__WORK TASK__
Across the data below, how many lines have the word "super" in them? Give the number and nothing else.

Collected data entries
┌────────
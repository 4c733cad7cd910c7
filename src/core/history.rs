//! Back/forward path stack with truncate-on-branch semantics.

use super::error::{CoreError, CoreResult};
use std::path::{Path, PathBuf};

/// Visited directories plus a cursor into them.
///
/// Invariant: `entries` is never empty and `index < entries.len()`.
#[derive(Debug, Clone, PartialEq, Eq)]
pub struct NavigationHistory {
    entries: Vec<PathBuf>,
    index: usize,
}

impl NavigationHistory {
    pub fn new(start: impl Into<PathBuf>) -> Self {
        Self {
            entries: vec![start.into()],
            index: 0,
        }
    }

    /// Records a visit. Anything after the cursor is discarded first.
    pub fn visit(&mut self, path: impl Into<PathBuf>) {
        self.entries.truncate(self.index + 1);
        self.entries.push(path.into());
        self.index = self.entries.len() - 1;
        tracing::debug!("History: visit -> index {} of {}", self.index, self.entries.len());
    }

    /// Moves the cursor one step back and returns the path there.
    pub fn back(&mut self) -> CoreResult<&Path> {
        if self.index == 0 {
            return Err(CoreError::AtStart);
        }
        self.index -= 1;
        Ok(&self.entries[self.index])
    }

    pub fn current(&self) -> &Path {
        &self.entries[self.index]
    }

    pub fn can_go_back(&self) -> bool {
        self.index > 0
    }

    /// Drops all history and starts over at `path`.
    pub fn reset(&mut self, path: impl Into<PathBuf>) {
        self.entries = vec![path.into()];
        self.index = 0;
    }

    pub fn index(&self) -> usize {
        self.index
    }

    pub fn entries(&self) -> &[PathBuf] {
        &self.entries
    }
}

#[cfg(test)]
mod tests {
    use super::*;

    #[test]
    fn back_at_start_fails() {
        let mut history = NavigationHistory::new("/start");
        assert!(matches!(history.back(), Err(CoreError::AtStart)));
        assert_eq!(history.current(), Path::new("/start"));
        assert!(!history.can_go_back());
    }

    #[test]
    fn visit_then_back_returns_previous() {
        let mut history = NavigationHistory::new("/start");
        history.visit("/a");
        history.visit("/b");
        assert_eq!(history.back().unwrap(), Path::new("/a"));
        assert_eq!(history.current(), Path::new("/a"));
        assert_eq!(history.back().unwrap(), Path::new("/start"));
        assert!(history.back().is_err());
    }

    #[test]
    fn branching_discards_forward_entries() {
        let mut history = NavigationHistory::new("/start");
        history.visit("/a");
        history.visit("/b");
        history.back().unwrap();
        history.visit("/c");

        assert_eq!(
            history.entries(),
            &[PathBuf::from("/start"), PathBuf::from("/a"), PathBuf::from("/c")]
        );
        assert_eq!(history.index(), 2);

        history.visit("/d");
        assert!(!history.entries().contains(&PathBuf::from("/b")));
        assert_eq!(history.back().unwrap(), Path::new("/c"));
        assert_eq!(history.back().unwrap(), Path::new("/a"));
    }

    #[test]
    fn reset_starts_over() {
        let mut history = NavigationHistory::new("/start");
        history.visit("/a");
        history.reset("/home");
        assert_eq!(history.entries(), &[PathBuf::from("/home")]);
        assert_eq!(history.current(), Path::new("/home"));
    }
}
└────────
__RESULT OF THE EXERCISE__
2